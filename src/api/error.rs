use crate::error::ControlError;
use axum::{
    extract::rejection::{JsonRejection, QueryRejection},
    extract::multipart::MultipartError,
    http::StatusCode,
    response::{IntoResponse, Response},
    Json,
};
use serde::Serialize;
use thiserror::Error;

/// Errors returned from handlers
#[derive(Debug, Error)]
pub enum ApiError {
    #[error("{0}")]
    NotFound(String),

    #[error("{0}")]
    BadRequest(String),

    #[error("{0}")]
    ValidationError(String),

    #[error("{0}")]
    Conflict(String),

    #[error("{0}")]
    InternalError(String),
}

#[derive(Debug, Serialize)]
struct ErrorResponse {
    error: &'static str,
    message: String,
}

impl ApiError {
    fn status_code(&self) -> StatusCode {
        match self {
            ApiError::NotFound(_) => StatusCode::NOT_FOUND,
            ApiError::BadRequest(_) | ApiError::ValidationError(_) => StatusCode::BAD_REQUEST,
            ApiError::Conflict(_) => StatusCode::CONFLICT,
            ApiError::InternalError(_) => StatusCode::INTERNAL_SERVER_ERROR,
        }
    }

    fn error_type(&self) -> &'static str {
        match self {
            ApiError::NotFound(_) => "NotFound",
            ApiError::BadRequest(_) => "BadRequest",
            ApiError::ValidationError(_) => "ValidationError",
            ApiError::Conflict(_) => "InvalidTransition",
            ApiError::InternalError(_) => "InternalServerError",
        }
    }
}

impl IntoResponse for ApiError {
    fn into_response(self) -> Response {
        let status = self.status_code();

        let message = match &self {
            ApiError::InternalError(_) => {
                tracing::error!(error = %self, "API error occurred");
                "An internal error occurred".to_string()
            }
            _ => {
                tracing::debug!(error = %self, "Client error");
                self.to_string()
            }
        };

        let body = ErrorResponse {
            error: self.error_type(),
            message,
        };
        (status, Json(body)).into_response()
    }
}

impl From<ControlError> for ApiError {
    fn from(error: ControlError) -> Self {
        match error {
            ControlError::NotFound(_) => ApiError::NotFound(error.to_string()),
            ControlError::Validation(msg) | ControlError::InvalidDistribution(msg) => {
                ApiError::ValidationError(msg)
            }
            ControlError::InvalidTransition { .. } => ApiError::Conflict(error.to_string()),
            ControlError::Launch(_)
            | ControlError::Io(_)
            | ControlError::Csv(_)
            | ControlError::Archive(_) => {
                ApiError::InternalError(error.to_string())
            }
        }
    }
}

impl From<JsonRejection> for ApiError {
    fn from(rejection: JsonRejection) -> Self {
        ApiError::BadRequest(rejection.body_text())
    }
}

impl From<QueryRejection> for ApiError {
    fn from(rejection: QueryRejection) -> Self {
        ApiError::BadRequest(rejection.body_text())
    }
}

impl From<MultipartError> for ApiError {
    fn from(error: MultipartError) -> Self {
        ApiError::BadRequest(format!("malformed upload: {}", error.body_text()))
    }
}

pub type ApiResult<T> = std::result::Result<T, ApiError>;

==========

§ **About this task**: Considering each line of the material above, count those with the word "IntoResponse" and give only the number.

§ **Response to this task**: 2